In 2019, MLC School competed in the Wakakirri Secondary School Story Dance Challenge with the piece 'The Price of Low Cost', following the story of a catastrophic sweatshop fire in Bangladesh. The performance was nominated for the National Story of the Year Award and placed 2nd.

House system

MLC School's senior school has ten houses. Four were created in 1942, and the other six were added in 1992.
MLC School's primary school still utilises the original four houses.

Each House has a staff Head of House and House Tutors. Spirited inter-House competition takes place every year as Houses vie for honours in debating, chess, literature, athletics, cross-country racing and swimming to take out the Spirit and Points Trophies on Speech Night at the end of the year.

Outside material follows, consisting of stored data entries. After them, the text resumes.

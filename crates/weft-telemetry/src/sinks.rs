//! Pluggable event sinks.

use std::sync::{Arc, Mutex, PoisonError};

use crate::events::{EventKind, SimulationEvent};

/// Trait for event consumers.
pub trait EventSink: Send {
    /// Process a single event.
    fn handle(&mut self, event: &SimulationEvent);

    /// Called when the effect is torn down.
    fn finalize(&mut self) {}

    /// Returns a human-readable name for this sink.
    fn name(&self) -> &str;
}

/// Collects events into a shared buffer.
///
/// Clones share the buffer, so a test can keep one clone and hand the other
/// to the bus.
#[derive(Clone, Default)]
pub struct VecSink {
    events: Arc<Mutex<Vec<SimulationEvent>>>,
}

impl VecSink {
    pub fn new() -> Self {
        Self::default()
    }

    /// Copy of everything collected so far.
    pub fn events(&self) -> Vec<SimulationEvent> {
        self.events
            .lock()
            .unwrap_or_else(PoisonError::into_inner)
            .clone()
    }

    pub fn len(&self) -> usize {
        self.events.lock().unwrap_or_else(PoisonError::into_inner).len()
    }

    pub fn is_empty(&self) -> bool {
        self.len() == 0
    }
}

impl EventSink for VecSink {
    fn handle(&mut self, event: &SimulationEvent) {
        self.events
            .lock()
            .unwrap_or_else(PoisonError::into_inner)
            .push(event.clone());
    }

    fn name(&self) -> &str {
        "vec_sink"
    }
}

/// Forwards events to `tracing`.
///
/// Per-frame events go out at `trace`, structural ones at `debug`,
/// lifecycle at `info`.
pub struct TracingSink;

impl TracingSink {
    pub fn new() -> Self {
        Self
    }
}

impl Default for TracingSink {
    fn default() -> Self {
        Self::new()
    }
}

impl EventSink for TracingSink {
    fn handle(&mut self, event: &SimulationEvent) {
        match &event.kind {
            EventKind::Lifecycle { state } => {
                tracing::info!(frame = event.frame, state = %state, "lifecycle");
            }
            EventKind::MeshRebuilt { .. } | EventKind::Custom { .. } => {
                tracing::debug!(frame = event.frame, event = ?event.kind, "simulation_event");
            }
            kind => {
                tracing::trace!(frame = event.frame, event = ?kind, "simulation_event");
            }
        }
    }

    fn name(&self) -> &str {
        "tracing_sink"
    }
}
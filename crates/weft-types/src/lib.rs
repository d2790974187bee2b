//! # weft-types
//!
//! Shared types, identifiers, error types, and tuning constants
//! for the weft cloth background effect.
//!
//! This crate has zero domain logic — it defines the vocabulary
//! that all other weft crates share.

pub mod constants;
pub mod error;
pub mod ids;
pub mod scalar;

pub use error::{WeftError, WeftResult};
pub use ids::ParticleId;
pub use scalar::Vec2;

Original house names (1942) 

The first four houses were established by Headmistress Dr Gladys Wade in 1942. The House names were chosen from Aboriginal words commencing with the letters MLCB to fit the first letters of Methodist Ladies’ College Burwood, and their emblems were drawn from the MLC School Crest.
Mooramoora means "good spirit", its emblem is the book and its colour is light green (emerald) representing initiative.
Churunga means "sacred place or thing", its emblem is the cross and its colour is yellow (gold) representing worship.
Leawarra means "uprising", its emblem is the shield and its colour is purple (violet) representing conviction.
Booralee means "an ideal to which we must aspire", its emblem is the star and its colour is red (scarlet) representing chivalry.

These house colours, when combined with the indigo and light blue of the school colours, create white light, which echoes the school motto: "Walk as daughters of the light".

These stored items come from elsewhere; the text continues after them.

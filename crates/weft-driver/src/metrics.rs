//! Run metrics — timing and energy collected over a batch of frames.

use std::time::Instant;

use serde::{Deserialize, Serialize};
use weft_render::DrawSurface;

use crate::driver::{Driver, FrameReport};

/// Summary of a run of frames.
#[derive(Debug, Clone, Serialize, Deserialize)]
pub struct RunMetrics {
    /// Run name.
    pub label: String,
    /// Surface size the run ended with.
    pub width: u32,
    pub height: u32,
    /// Frames executed.
    pub frames: u64,
    pub particle_count: usize,
    pub spring_count: usize,
    pub triangle_count: usize,
    /// Total wall-clock time (seconds).
    pub total_wall_time: f64,
    /// Average step time (seconds).
    pub avg_step_time: f64,
    /// Minimum step time.
    pub min_step_time: f64,
    /// Maximum step time.
    pub max_step_time: f64,
    /// Average render time (seconds).
    pub avg_render_time: f64,
    /// Gusts added over the run.
    pub gusts_spawned: usize,
    /// Kinetic energy after the last frame.
    pub final_kinetic_energy: f64,
    /// Largest relative spring deviation after the last frame.
    pub max_strain: f32,
}

impl RunMetrics {
    /// Runs `frames` frames on a started driver and summarizes them.
    pub fn measure<S: DrawSurface>(label: &str, driver: &mut Driver<S>, frames: u64) -> Self {
        let start = Instant::now();
        let reports = driver.run_frames(frames);
        let total_wall_time = start.elapsed().as_secs_f64();
        Self::from_reports(label, driver, &reports, total_wall_time)
    }

    /// Summarizes reports produced by `driver`.
    pub fn from_reports<S: DrawSurface>(
        label: &str,
        driver: &Driver<S>,
        reports: &[FrameReport],
        total_wall_time: f64,
    ) -> Self {
        let mesh = driver.mesh();
        let size = driver.surface().size();

        let step_times: Vec<f64> = reports.iter().map(|r| r.step.wall_time).collect();
        let (avg_step, min_step, max_step) = if step_times.is_empty() {
            (0.0, 0.0, 0.0)
        } else {
            (
                step_times.iter().sum::<f64>() / step_times.len() as f64,
                step_times.iter().copied().fold(f64::MAX, f64::min),
                step_times.iter().copied().fold(0.0, f64::max),
            )
        };
        let avg_render = if reports.is_empty() {
            0.0
        } else {
            reports.iter().map(|r| r.render_time).sum::<f64>() / reports.len() as f64
        };

        Self {
            label: label.to_string(),
            width: size.width,
            height: size.height,
            frames: reports.len() as u64,
            particle_count: mesh.particle_count(),
            spring_count: mesh.spring_count(),
            triangle_count: mesh.layout.triangle_count(),
            total_wall_time,
            avg_step_time: avg_step,
            min_step_time: min_step,
            max_step_time: max_step,
            avg_render_time: avg_render,
            gusts_spawned: reports.iter().map(|r| r.gusts_spawned).sum(),
            final_kinetic_energy: driver.sim().kinetic_energy(),
            max_strain: mesh.max_strain(),
        }
    }

    /// CSV header matching [`to_csv_row`](Self::to_csv_row).
    pub fn to_csv_header() -> String {
        "label,width,height,particles,springs,triangles,frames,total_wall_time_s,avg_step_ms,min_step_ms,max_step_ms,avg_render_ms,gusts,final_ke,max_strain".to_string()
    }

    /// Format this metrics instance as a CSV data row.
    pub fn to_csv_row(&self) -> String {
        format!(
            "{},{},{},{},{},{},{},{:.6},{:.4},{:.4},{:.4},{:.4},{},{:.6e},{:.6}",
            self.label,
            self.width,
            self.height,
            self.particle_count,
            self.spring_count,
            self.triangle_count,
            self.frames,
            self.total_wall_time,
            self.avg_step_time * 1000.0,
            self.min_step_time * 1000.0,
            self.max_step_time * 1000.0,
            self.avg_render_time * 1000.0,
            self.gusts_spawned,
            self.final_kinetic_energy,
            self.max_strain,
        )
    }

    /// Format multiple metrics as a complete CSV string.
    pub fn to_csv(metrics: &[RunMetrics]) -> String {
        let mut csv = Self::to_csv_header();
        for m in metrics {
            csv.push('\n');
            csv.push_str(&m.to_csv_row());
        }
        csv
    }
}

Six additional houses (1992) 

In MLC School's 1986 centenary history Walk in the Light, G. Wade (in 1942) described the aims of the original house system as: “giving students interests wider than those of their own class or age group and creating a greater feeling of belonging to the school as a whole. It also allowed more students to become involved in organising and decision making... The system would permeate almost every aspect of school life, providing a basis for friendly, but nevertheless intense competition”.

As the school population grew, Wade's vision began to erode as each of the four Houses grew to over 200 students. At this level, the house system had little meaning other than as a convenient way of dividing the school for sporting and debating competitions.

In 1992, the addition of six new houses was an attempt to restore the system to its original intent. Expanding the house system strengthened the pastoral care program, and provided students with more leadership opportunities and greater encouragement for participation in the wider life of the school.

With ten houses, each student was able to operate within a unit of about eighty students and participation becomes a necessity rather than an option. The impact of this was immediately evident with greater involvement in swimming, sports and gymnastics competitions held during Term 4 1992.

New house names (1992) 

The six new houses introduced in 1992 were named after people and places of significance in the history of MLC School.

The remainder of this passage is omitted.